Com a recente crise fiscal do governo de Goiás e o enxugamento de verbas para a educação do governo Bolsonaro, o PTS ficou por anos sem ver a cor de recursos públicos. O aluguel de espaços a empresas como a AgBiTech e a prestação de serviços a outras companhias serviu para cobrir parcialmente despesas e o custeio das operações.

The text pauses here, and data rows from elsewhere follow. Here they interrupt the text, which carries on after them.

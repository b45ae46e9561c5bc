//! Viu API Gateway
//!
//! A small HTTP server that fronts the Viu mobile API with four JSON
//! endpoints: home feed, search, title detail and stream resolution.
//! It registers a device once, caches the bearer token, and wraps every
//! answer in a `{success, data|error}` envelope.

mod config;
mod config_file;
mod error;
mod http;
mod state;
mod upstream;

use std::net::SocketAddr;
use std::sync::Arc;
use tracing_subscriber::{layer::SubscriberExt, util::SubscriberInitExt};

use crate::config::ServerConfig;
use crate::error::{GatewayError, Result};
use crate::http::create_router;
use crate::state::AppState;

/// Application version
const VERSION: &str = env!("CARGO_PKG_VERSION");

/// Application name
const APP_NAME: &str = "viu-gateway";

#[tokio::main]
async fn main() -> Result<()> {
    let mut args = std::env::args().skip(1);
    let first = args.next();

    // `viu-gateway init [path]` writes a default config file and exits
    if first.as_deref() == Some("init") {
        let path = args.next().unwrap_or_else(|| "config.toml".to_string());
        config_file::generate_default_config(&path)
            .map_err(|e| GatewayError::Config(format!("failed to write {}: {}", path, e)))?;
        println!("Wrote default configuration to {}", path);
        return Ok(());
    }

    // Load configuration
    let config_path = first.unwrap_or_else(|| "config.toml".to_string());
    let mut warnings = Vec::new();
    let mut config = if std::path::Path::new(&config_path).exists() {
        match crate::config_file::ConfigFile::from_file(&config_path) {
            Ok(cf) => cf.into_server_config(),
            Err(e) => {
                warnings.push(format!(
                    "Failed to load config file {}: {}. Using defaults.",
                    config_path, e
                ));
                ServerConfig::default()
            }
        }
    } else {
        ServerConfig::default()
    };
    if let Err(e) = config.apply_port(std::env::var("PORT").ok().as_deref()) {
        warnings.push(format!("{}. Keeping port {}.", e, config.port));
    }

    // Initialize logging
    init_logging(&config);

    tracing::info!("{} v{} starting", APP_NAME, VERSION);
    for warning in &warnings {
        tracing::warn!("{}", warning);
    }
    tracing::info!("Configuration loaded: {:?}", config);

    // Create application state
    let state = Arc::new(AppState::new(config.clone())?);

    // Build router
    let app = create_router(state);

    // Start server
    let addr: SocketAddr = config
        .socket_addr()
        .parse()
        .map_err(|e| GatewayError::Config(format!("invalid listen address: {}", e)))?;
    tracing::info!("Starting HTTP server on {}", addr);
    tracing::info!("Proxying to {}", config.upstream.base_url);

    let listener = tokio::net::TcpListener::bind(addr).await?;
    axum::serve(listener, app)
        .with_graceful_shutdown(shutdown_signal())
        .await?;

    tracing::info!("Server stopped");
    Ok(())
}

/// Initialize logging with tracing
fn init_logging(config: &ServerConfig) {
    let filter = tracing_subscriber::EnvFilter::try_from_default_env().unwrap_or_else(|_| {
        format!(
            "viu_gateway={level},tower_http={level}",
            level = config.log_level
        )
        .into()
    });

    let registry = tracing_subscriber::registry().with(filter);
    if config.json_logs() {
        registry
            .with(tracing_subscriber::fmt::layer().json())
            .init();
    } else {
        registry.with(tracing_subscriber::fmt::layer()).init();
    }
}

async fn shutdown_signal() {
    if let Err(e) = tokio::signal::ctrl_c().await {
        tracing::error!("Failed to listen for shutdown signal: {}", e);
        std::future::pending::<()>().await;
    }
    tracing::info!("Shutdown signal received");
}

Em agosto, porém, o Ministério da Ciência e Tecnologia (MCT) e a agência de inovação Finep anunciaram linhas de R$ 240 milhões que serão destinados a 19 parques tecnológicos. Também tem havido captações de recursos junto a programas estaduais e a empresas que têm interesse na estrutura e em projetos oferecidos pelo centro.
LEIA TAMBÉM
Essa entrada de recursos resultará em estruturas físicas, laboratoriais e espaços para abrigar empresas. Entre os novos projetos contemplados, estão centros de excelência em inteligência artificial, em estudos moleculares em energias renováveis e petróleo e um laboratório multiusuário de computação de alto desempenho, que pretende se tornar um dos maiores do País para computação científica. Segundo Adriano, o projeto de energia, desenvolvido em parceria com a Petrobras, abrigará um conjunto de equipamentos que também serão únicos na América Latina.
Reforço
As novas estruturas ficarão junto às já existentes e que priorizaram as áreas de atuação do parque: alimentos, biotecnologia, energias renováveis e tecnologia da informação, com agronegócio e mineração como linhas paralelas. Entre muitas iniciativas, há um hub de inovação, desenvolvido em parceria com a Merck, para fortalecer a capacidade produtiva da indústria e sua autonomia tecnológica, com a formação de profissionais para a indústria farmacêutica, bastante forte no Estado.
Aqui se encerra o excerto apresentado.